## [Exercise aim]
Copy out exactly the lines below that run from the one holding "if bucket.lookup(key, &self.cmp).is_some()" to the one holding "so this loops.", keeping both of those lines and no others.

## [Provided data]
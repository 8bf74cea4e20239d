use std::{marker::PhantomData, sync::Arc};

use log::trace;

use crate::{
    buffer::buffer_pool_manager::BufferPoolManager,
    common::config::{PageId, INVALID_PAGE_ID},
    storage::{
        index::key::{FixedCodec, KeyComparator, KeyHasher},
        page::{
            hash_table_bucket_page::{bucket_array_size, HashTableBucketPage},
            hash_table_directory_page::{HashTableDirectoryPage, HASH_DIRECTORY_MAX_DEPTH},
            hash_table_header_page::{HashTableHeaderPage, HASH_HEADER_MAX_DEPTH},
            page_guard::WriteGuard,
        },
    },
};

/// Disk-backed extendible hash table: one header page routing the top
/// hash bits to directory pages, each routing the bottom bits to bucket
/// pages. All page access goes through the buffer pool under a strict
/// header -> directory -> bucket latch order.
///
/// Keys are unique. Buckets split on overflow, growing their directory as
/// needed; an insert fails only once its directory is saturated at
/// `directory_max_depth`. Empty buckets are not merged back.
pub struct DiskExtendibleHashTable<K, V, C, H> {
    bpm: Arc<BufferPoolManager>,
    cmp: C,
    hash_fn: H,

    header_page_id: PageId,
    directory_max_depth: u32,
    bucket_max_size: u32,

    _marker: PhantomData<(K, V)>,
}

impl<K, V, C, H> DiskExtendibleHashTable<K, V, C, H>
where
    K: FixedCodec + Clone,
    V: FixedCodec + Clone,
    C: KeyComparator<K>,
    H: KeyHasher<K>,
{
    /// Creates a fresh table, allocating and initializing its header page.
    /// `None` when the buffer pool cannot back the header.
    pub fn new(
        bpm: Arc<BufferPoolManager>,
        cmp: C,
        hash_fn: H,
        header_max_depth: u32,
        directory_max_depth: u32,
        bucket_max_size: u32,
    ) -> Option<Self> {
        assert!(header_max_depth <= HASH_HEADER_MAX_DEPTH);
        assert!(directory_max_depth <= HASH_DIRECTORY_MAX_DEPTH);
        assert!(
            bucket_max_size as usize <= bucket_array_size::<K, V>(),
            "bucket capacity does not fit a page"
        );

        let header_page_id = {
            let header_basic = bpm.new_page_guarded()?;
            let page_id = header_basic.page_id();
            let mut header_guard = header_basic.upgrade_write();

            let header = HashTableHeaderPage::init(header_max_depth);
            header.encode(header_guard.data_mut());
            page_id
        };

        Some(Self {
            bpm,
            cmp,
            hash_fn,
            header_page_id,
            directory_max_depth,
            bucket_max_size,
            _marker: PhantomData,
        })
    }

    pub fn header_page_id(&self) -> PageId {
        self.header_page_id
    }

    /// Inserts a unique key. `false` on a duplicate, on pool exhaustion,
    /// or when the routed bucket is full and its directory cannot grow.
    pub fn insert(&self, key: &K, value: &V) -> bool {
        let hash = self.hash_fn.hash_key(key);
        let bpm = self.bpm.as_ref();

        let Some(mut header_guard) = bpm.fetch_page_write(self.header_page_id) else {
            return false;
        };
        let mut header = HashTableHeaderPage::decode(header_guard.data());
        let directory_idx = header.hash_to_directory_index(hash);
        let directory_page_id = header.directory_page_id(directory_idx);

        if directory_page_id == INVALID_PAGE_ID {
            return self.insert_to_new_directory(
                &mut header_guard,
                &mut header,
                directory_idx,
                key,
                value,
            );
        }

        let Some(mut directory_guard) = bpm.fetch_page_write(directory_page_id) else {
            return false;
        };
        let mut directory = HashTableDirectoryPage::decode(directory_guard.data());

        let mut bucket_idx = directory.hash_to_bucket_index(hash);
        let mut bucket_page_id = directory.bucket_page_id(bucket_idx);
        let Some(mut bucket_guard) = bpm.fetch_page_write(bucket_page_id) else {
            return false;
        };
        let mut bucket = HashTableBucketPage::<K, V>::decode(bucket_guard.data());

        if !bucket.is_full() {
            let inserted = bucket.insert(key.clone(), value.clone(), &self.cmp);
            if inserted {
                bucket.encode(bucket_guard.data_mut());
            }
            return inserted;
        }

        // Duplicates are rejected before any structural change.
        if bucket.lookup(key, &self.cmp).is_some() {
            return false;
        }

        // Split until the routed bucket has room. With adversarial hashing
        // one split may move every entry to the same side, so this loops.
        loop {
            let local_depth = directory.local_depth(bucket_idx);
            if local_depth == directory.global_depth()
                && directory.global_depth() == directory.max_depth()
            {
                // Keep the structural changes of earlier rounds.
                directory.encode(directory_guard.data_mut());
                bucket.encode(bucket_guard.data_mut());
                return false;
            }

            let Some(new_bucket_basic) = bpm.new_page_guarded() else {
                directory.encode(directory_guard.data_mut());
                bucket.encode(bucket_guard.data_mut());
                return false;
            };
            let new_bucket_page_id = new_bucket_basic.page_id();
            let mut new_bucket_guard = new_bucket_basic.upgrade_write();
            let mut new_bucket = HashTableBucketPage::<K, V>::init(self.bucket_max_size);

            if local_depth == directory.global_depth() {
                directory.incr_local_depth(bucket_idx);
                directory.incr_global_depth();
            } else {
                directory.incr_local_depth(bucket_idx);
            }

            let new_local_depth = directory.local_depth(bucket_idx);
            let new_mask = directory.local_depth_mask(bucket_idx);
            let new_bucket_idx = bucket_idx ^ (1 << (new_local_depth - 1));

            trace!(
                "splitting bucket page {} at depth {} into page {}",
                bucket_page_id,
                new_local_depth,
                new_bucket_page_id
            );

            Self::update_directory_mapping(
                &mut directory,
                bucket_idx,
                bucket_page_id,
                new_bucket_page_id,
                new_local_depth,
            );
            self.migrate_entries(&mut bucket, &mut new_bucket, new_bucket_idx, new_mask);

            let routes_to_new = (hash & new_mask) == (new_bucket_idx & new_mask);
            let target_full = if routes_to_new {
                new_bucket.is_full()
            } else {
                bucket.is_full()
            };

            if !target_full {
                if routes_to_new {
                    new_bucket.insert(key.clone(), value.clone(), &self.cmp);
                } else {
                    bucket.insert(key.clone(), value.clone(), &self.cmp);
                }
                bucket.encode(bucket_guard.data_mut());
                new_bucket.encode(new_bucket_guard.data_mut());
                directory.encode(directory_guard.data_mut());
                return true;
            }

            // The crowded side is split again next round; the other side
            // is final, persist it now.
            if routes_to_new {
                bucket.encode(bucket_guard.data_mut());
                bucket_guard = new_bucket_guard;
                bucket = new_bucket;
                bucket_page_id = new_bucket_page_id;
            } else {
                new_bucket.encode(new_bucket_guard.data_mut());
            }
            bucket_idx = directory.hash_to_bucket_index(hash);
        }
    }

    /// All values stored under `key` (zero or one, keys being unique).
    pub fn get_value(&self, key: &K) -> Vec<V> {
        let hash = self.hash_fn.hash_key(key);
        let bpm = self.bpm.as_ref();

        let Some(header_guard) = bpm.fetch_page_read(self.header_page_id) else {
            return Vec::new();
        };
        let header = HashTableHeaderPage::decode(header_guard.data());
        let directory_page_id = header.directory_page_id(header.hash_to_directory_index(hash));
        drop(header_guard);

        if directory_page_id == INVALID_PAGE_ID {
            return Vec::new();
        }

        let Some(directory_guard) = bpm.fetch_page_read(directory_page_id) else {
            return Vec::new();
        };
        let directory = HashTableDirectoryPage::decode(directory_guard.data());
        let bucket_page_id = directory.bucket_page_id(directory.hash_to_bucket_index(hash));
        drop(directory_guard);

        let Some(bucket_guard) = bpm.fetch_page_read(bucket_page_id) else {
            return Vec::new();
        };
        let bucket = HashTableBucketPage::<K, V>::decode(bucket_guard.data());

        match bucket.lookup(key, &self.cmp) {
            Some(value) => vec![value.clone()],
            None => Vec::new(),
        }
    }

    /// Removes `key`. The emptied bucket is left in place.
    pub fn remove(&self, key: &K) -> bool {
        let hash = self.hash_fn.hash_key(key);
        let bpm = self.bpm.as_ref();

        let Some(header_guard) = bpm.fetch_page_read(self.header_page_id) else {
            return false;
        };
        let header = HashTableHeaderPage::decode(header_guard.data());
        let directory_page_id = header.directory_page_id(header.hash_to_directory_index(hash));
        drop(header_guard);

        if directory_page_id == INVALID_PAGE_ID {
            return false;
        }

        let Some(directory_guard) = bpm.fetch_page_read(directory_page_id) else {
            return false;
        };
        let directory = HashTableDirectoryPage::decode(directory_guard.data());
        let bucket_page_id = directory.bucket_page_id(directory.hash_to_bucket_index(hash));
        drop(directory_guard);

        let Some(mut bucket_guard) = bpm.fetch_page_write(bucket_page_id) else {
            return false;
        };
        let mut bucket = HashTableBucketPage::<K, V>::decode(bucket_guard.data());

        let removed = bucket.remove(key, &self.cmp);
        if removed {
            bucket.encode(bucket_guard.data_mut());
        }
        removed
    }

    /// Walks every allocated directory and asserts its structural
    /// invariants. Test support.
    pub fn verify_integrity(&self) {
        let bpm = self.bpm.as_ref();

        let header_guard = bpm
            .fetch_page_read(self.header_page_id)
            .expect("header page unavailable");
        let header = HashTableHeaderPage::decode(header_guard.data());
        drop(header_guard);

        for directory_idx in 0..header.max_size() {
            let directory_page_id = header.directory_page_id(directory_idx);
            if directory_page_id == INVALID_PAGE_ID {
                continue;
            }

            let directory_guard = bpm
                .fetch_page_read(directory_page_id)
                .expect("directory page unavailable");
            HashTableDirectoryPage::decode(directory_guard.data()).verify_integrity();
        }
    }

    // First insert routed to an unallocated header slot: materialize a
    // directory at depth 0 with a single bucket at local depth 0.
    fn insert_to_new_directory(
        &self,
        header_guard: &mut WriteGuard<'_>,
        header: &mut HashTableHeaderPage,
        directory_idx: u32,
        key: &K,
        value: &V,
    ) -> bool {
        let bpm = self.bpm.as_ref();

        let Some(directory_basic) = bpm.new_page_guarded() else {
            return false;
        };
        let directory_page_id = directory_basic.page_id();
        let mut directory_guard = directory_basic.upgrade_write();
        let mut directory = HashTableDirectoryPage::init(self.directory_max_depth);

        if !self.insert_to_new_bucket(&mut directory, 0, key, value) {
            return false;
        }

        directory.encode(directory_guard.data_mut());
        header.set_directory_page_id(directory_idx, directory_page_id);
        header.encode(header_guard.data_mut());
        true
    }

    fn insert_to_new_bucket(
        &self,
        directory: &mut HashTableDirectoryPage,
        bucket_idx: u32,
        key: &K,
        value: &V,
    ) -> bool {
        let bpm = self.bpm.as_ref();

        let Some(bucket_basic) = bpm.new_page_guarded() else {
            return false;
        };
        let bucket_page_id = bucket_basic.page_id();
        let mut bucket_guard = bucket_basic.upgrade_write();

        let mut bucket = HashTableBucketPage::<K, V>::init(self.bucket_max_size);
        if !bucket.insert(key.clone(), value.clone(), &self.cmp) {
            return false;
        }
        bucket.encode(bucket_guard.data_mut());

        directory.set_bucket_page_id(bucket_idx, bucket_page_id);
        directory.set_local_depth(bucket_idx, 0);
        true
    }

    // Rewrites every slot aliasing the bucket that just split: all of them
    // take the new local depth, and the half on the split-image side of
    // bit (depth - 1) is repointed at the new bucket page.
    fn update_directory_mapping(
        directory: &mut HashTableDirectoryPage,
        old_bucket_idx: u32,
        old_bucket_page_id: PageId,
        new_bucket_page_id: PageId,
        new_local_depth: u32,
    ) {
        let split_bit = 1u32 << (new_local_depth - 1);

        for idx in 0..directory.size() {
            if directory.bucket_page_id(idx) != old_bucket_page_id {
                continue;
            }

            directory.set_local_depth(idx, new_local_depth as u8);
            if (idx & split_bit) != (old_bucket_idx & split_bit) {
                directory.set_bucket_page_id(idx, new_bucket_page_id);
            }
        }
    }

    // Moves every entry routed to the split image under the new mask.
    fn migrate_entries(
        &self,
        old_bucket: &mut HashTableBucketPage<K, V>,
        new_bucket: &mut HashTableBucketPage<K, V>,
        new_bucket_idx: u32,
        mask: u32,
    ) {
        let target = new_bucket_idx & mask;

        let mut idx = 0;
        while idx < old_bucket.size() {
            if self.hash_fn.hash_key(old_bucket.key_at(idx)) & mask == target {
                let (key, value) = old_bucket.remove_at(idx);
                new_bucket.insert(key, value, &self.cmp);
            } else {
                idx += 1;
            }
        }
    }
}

## [Response]
        if bucket.lookup(key, &self.cmp).is_some() {
            return false;
        }

        // Split until the routed bucket has room. With adversarial hashing
        // one split may move every entry to the same side, so this loops.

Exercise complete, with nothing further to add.